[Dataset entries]
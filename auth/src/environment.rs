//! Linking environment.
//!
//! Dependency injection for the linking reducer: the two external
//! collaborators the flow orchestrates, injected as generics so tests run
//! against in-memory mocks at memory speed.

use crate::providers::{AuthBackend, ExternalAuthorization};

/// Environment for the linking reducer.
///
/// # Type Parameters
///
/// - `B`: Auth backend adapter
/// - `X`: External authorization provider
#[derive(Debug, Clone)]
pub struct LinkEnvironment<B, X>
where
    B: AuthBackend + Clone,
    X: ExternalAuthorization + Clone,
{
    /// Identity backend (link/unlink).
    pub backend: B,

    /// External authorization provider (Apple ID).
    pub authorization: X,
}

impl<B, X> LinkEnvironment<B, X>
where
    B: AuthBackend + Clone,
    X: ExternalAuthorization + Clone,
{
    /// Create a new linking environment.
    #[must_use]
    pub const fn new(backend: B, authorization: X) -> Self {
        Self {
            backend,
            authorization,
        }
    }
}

◆ What to do
An exact copy of every entry is what's needed, so retype them all.

◆ Expected output
filename auth/src/environment.rs
//! Linking environment.
//!
//! Dependency injection for the linking reducer: the two external
//! collaborators the flow orchestrates, injected as generics so tests run
//! against in-memory mocks at memory speed.

use crate::providers::{AuthBackend, ExternalAuthorization};

/// Environment for the linking reducer.
///
/// # Type Parameters
///
/// - `B`: Auth backend adapter
/// - `X`: External authorization provider
#[derive(Debug, Clone)]
pub struct LinkEnvironment<B, X>
where
    B: AuthBackend + Clone,
    X: ExternalAuthorization + Clone,
{
    /// Identity backend (link/unlink).
    pub backend: B,

    /// External authorization provider (Apple ID).
    pub authorization: X,
}

impl<B, X> LinkEnvironment<B, X>
where
    B: AuthBackend + Clone,
    X: ExternalAuthorization + Clone,
{
    /// Create a new linking environment.
    #[must_use]
    pub const fn new(backend: B, authorization: X) -> Self {
        Self {
            backend,
            authorization,
        }
    }
}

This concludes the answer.